Adalbert, in his own turn, could not respond, for his face was turning bluer than it usually was, and his eyes popped from their sockets. Sorina took the king’s throat and sliced a huge gash in it. Blood, thick and slow, oozed out of the hole in the king’s throat, and he sputtered up blood from his mouth, too. Just as I anticipated, the Uradel king’s neck did not repair itself. He died human.
Sorina dropped him to the ground, his final gasps choking through his mouth. She turned towards Iacob, who was still kneeling on the ground. He was staring at his hands, silent and motionless, while the other royals writhed about him in pain.

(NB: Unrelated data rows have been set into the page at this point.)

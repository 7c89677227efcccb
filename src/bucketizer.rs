use crate::error::{ArrError, Result};
use crate::month::Month;
use crate::schema::{Contract, EngineConfig, MonthlyRevenueFact};
use log::{debug, warn};
use rust_decimal::Decimal;
use std::collections::HashSet;

/// Expands contracts into evenly amortized monthly revenue facts.
pub struct Bucketizer {
    days_per_month: i64,
    decimal_places: u32,
}

impl Bucketizer {
    pub fn new(config: &EngineConfig) -> Self {
        Self {
            days_per_month: i64::from(config.days_per_month.max(1)),
            decimal_places: config.revenue_decimal_places,
        }
    }

    /// Billing months covered by a contract of `duration_days`.
    ///
    /// `round(days / days_per_month + 0.01)`, evaluated in integers as
    /// `floor((100 * days + 51 * dpm) / (100 * dpm))`, floored at one month.
    pub fn contract_months(&self, duration_days: i64) -> i64 {
        let dpm = self.days_per_month;
        let months = (100 * duration_days + 51 * dpm).div_euclid(100 * dpm);
        months.max(1)
    }

    pub fn bucketize(&self, contracts: &[Contract]) -> Result<Vec<MonthlyRevenueFact>> {
        let contract_ids = resolve_contract_ids(contracts);
        let mut facts = Vec::new();

        for (contract, contract_id) in contracts.iter().zip(contract_ids) {
            let duration = contract.duration_days();
            if duration <= 0 {
                return Err(ArrError::InvalidDuration {
                    contract_id,
                    start: contract.contract_start_date,
                    end: contract.contract_end_date,
                });
            }

            if contract.total_contract_value < Decimal::ZERO {
                return Err(ArrError::InvalidAmount {
                    context: format!("contract {}", contract_id),
                    value: contract.total_contract_value.to_string(),
                });
            }

            let months = self.contract_months(duration);
            let monthly_revenue = (contract.total_contract_value / Decimal::from(months))
                .round_dp(self.decimal_places);
            let first_month = Month::from_date(contract.contract_start_date);

            debug!(
                "Contract {} spans {} days -> {} months at {} per month",
                contract_id, duration, months, monthly_revenue
            );

            for k in 0..months {
                facts.push(MonthlyRevenueFact {
                    customer_id: contract.customer_id.clone(),
                    customer_name: contract.customer_name.clone(),
                    contract_id: contract_id.clone(),
                    month: first_month.add_months(k as i32),
                    monthly_revenue,
                });
            }
        }

        Ok(facts)
    }
}

/// Assigns every contract a unique id.
///
/// Missing, blank or already-seen ids are replaced by `{customerId}-{rowIndex}`.
pub fn resolve_contract_ids(contracts: &[Contract]) -> Vec<String> {
    let mut seen: HashSet<String> = HashSet::new();
    let mut ids = Vec::with_capacity(contracts.len());

    for (idx, contract) in contracts.iter().enumerate() {
        let candidate = contract
            .contract_id
            .as_ref()
            .map(|id| id.trim().to_string())
            .filter(|id| !id.is_empty());

        let id = match candidate {
            Some(id) if !seen.contains(&id) => id,
            Some(id) => {
                warn!(
                    "Duplicate contract id '{}' at row {}, synthesizing a new one",
                    id, idx
                );
                synthesize_id(&contract.customer_id, idx, &seen)
            }
            None => synthesize_id(&contract.customer_id, idx, &seen),
        };

        seen.insert(id.clone());
        ids.push(id);
    }

    ids
}

fn synthesize_id(customer_id: &str, row_index: usize, seen: &HashSet<String>) -> String {
    let mut id = format!("{}-{}", customer_id, row_index);
    let mut suffix = 1;
    while seen.contains(&id) {
        id = format!("{}-{}-{}", customer_id, row_index, suffix);
        suffix += 1;
    }
    id
}

pub fn bucketize(contracts: &[Contract]) -> Result<Vec<MonthlyRevenueFact>> {
    Bucketizer::new(&EngineConfig::default()).bucketize(contracts)
}

#[cfg(test)]
mod tests {
    use super::*;
    use chrono::NaiveDate;

    fn contract(id: Option<&str>, start: (i32, u32, u32), end: (i32, u32, u32), value: i64) -> Contract {
        Contract {
            customer_id: "C1".to_string(),
            customer_name: "Acme".to_string(),
            contract_id: id.map(|s| s.to_string()),
            contract_start_date: NaiveDate::from_ymd_opt(start.0, start.1, start.2).unwrap(),
            contract_end_date: NaiveDate::from_ymd_opt(end.0, end.1, end.2).unwrap(),
            total_contract_value: Decimal::from(value),
        }
    }

    #[test]
    fn test_contract_months_rounding() {
        let b = Bucketizer::new(&EngineConfig::default());
        assert_eq!(b.contract_months(90), 3);
        assert_eq!(b.contract_months(91), 3);
        assert_eq!(b.contract_months(365), 12);
        assert_eq!(b.contract_months(45), 2);
        assert_eq!(b.contract_months(44), 1);
        assert_eq!(b.contract_months(1), 1);
    }

    #[test]
    fn test_quarter_contract_scenario() {
        let facts = bucketize(&[contract(Some("K1"), (2024, 1, 1), (2024, 4, 1), 9000)]).unwrap();
        assert_eq!(facts.len(), 3);
        let months: Vec<String> = facts.iter().map(|f| f.month.to_string()).collect();
        assert_eq!(months, vec!["2024-01", "2024-02", "2024-03"]);
        assert!(facts.iter().all(|f| f.monthly_revenue == Decimal::from(3000)));
        assert!(facts.iter().all(|f| f.contract_id == "K1"));
    }

    #[test]
    fn test_conservation_within_rounding() {
        let c = contract(None, (2023, 3, 15), (2024, 3, 15), 10_000);
        let facts = bucketize(&[c.clone()]).unwrap();
        assert_eq!(facts.len(), 12);
        let total: Decimal = facts.iter().map(|f| f.monthly_revenue).sum();
        let tolerance = Decimal::new(1, 2) * Decimal::from(facts.len() as i64);
        assert!((total - c.total_contract_value).abs() <= tolerance);
        assert_eq!(facts[0].monthly_revenue, Decimal::new(83333, 2));
    }

    #[test]
    fn test_invalid_duration() {
        let err = bucketize(&[contract(Some("K1"), (2024, 4, 1), (2024, 4, 1), 100)]).unwrap_err();
        assert!(matches!(err, ArrError::InvalidDuration { .. }));
    }

    #[test]
    fn test_negative_amount() {
        let err = bucketize(&[contract(Some("K1"), (2024, 1, 1), (2024, 2, 1), -5)]).unwrap_err();
        assert!(matches!(err, ArrError::InvalidAmount { .. }));
    }

    #[test]
    fn test_contract_id_synthesis() {
        let contracts = vec![
            contract(Some("K1"), (2024, 1, 1), (2024, 2, 1), 100),
            contract(Some("K1"), (2024, 1, 1), (2024, 2, 1), 100),
            contract(None, (2024, 1, 1), (2024, 2, 1), 100),
            contract(Some("  "), (2024, 1, 1), (2024, 2, 1), 100),
        ];
        let ids = resolve_contract_ids(&contracts);
        assert_eq!(ids, vec!["K1", "C1-1", "C1-2", "C1-3"]);
    }

    #[test]
    fn test_short_contract_gets_one_month() {
        let facts = bucketize(&[contract(Some("K1"), (2024, 1, 10), (2024, 1, 20), 500)]).unwrap();
        assert_eq!(facts.len(), 1);
        assert_eq!(facts[0].monthly_revenue, Decimal::from(500));
    }
}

“What have you done to me?” Sorina said to her brother. As the ground began to shake and the thrones at the back of the room began to fall apart in ever greater pieces, Iacob Blestemat looked up at his sister.
“I’m sorry,” he said. But for a moment he seemed to be looking directly at me.
If this were a video game, now we get the black-out jump-cut back to Saelac, and we begin the self-destruct sequence and final countdown for him to escape, just like at the end of a Metroid game. Trust me, I’d love to make a video game out of Spectral Crown, and a good one, too, true to the story and my original intentions. Maybe it’ll happen in five years, when I finally learn how to code C#. Or it’ll never happen. We’ll just wait and see.